■ **EXERCISE DETAILS**:
For every line in the data below that contains "SetWindowEndEvent", copy the line.

-------- EXTRACTED DATA

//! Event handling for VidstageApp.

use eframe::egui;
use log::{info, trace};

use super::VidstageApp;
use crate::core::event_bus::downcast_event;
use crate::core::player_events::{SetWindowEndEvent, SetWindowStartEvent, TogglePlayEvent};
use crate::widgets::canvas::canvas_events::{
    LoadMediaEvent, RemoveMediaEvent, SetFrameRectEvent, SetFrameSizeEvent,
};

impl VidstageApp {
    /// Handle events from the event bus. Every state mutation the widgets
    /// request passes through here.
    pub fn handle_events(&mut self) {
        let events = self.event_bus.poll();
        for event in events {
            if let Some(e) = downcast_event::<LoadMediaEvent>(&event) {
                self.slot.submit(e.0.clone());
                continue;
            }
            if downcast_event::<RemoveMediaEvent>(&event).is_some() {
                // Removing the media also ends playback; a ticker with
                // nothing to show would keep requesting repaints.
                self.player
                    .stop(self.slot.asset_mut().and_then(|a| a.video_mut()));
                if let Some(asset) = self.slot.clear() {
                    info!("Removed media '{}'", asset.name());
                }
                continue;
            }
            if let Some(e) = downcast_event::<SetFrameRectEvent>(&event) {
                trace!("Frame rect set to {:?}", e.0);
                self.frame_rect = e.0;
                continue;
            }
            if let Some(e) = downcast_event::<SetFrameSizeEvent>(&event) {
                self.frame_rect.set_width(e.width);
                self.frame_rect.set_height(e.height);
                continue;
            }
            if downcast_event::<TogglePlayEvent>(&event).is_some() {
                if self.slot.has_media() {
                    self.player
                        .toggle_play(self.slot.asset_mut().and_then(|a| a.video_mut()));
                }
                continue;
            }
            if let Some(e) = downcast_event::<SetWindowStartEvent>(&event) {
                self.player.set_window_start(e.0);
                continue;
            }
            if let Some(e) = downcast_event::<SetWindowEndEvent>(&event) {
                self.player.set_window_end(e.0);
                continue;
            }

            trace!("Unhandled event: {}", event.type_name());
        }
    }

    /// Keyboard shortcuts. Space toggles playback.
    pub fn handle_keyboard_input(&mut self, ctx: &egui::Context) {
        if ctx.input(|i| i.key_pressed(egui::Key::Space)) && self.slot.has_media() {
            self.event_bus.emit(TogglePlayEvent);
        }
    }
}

----------------

■ **EXERCISE RESULT**:
use crate::core::player_events::{SetWindowEndEvent, SetWindowStartEvent, TogglePlayEvent};
            if let Some(e) = downcast_event::<SetWindowEndEvent>(&event) {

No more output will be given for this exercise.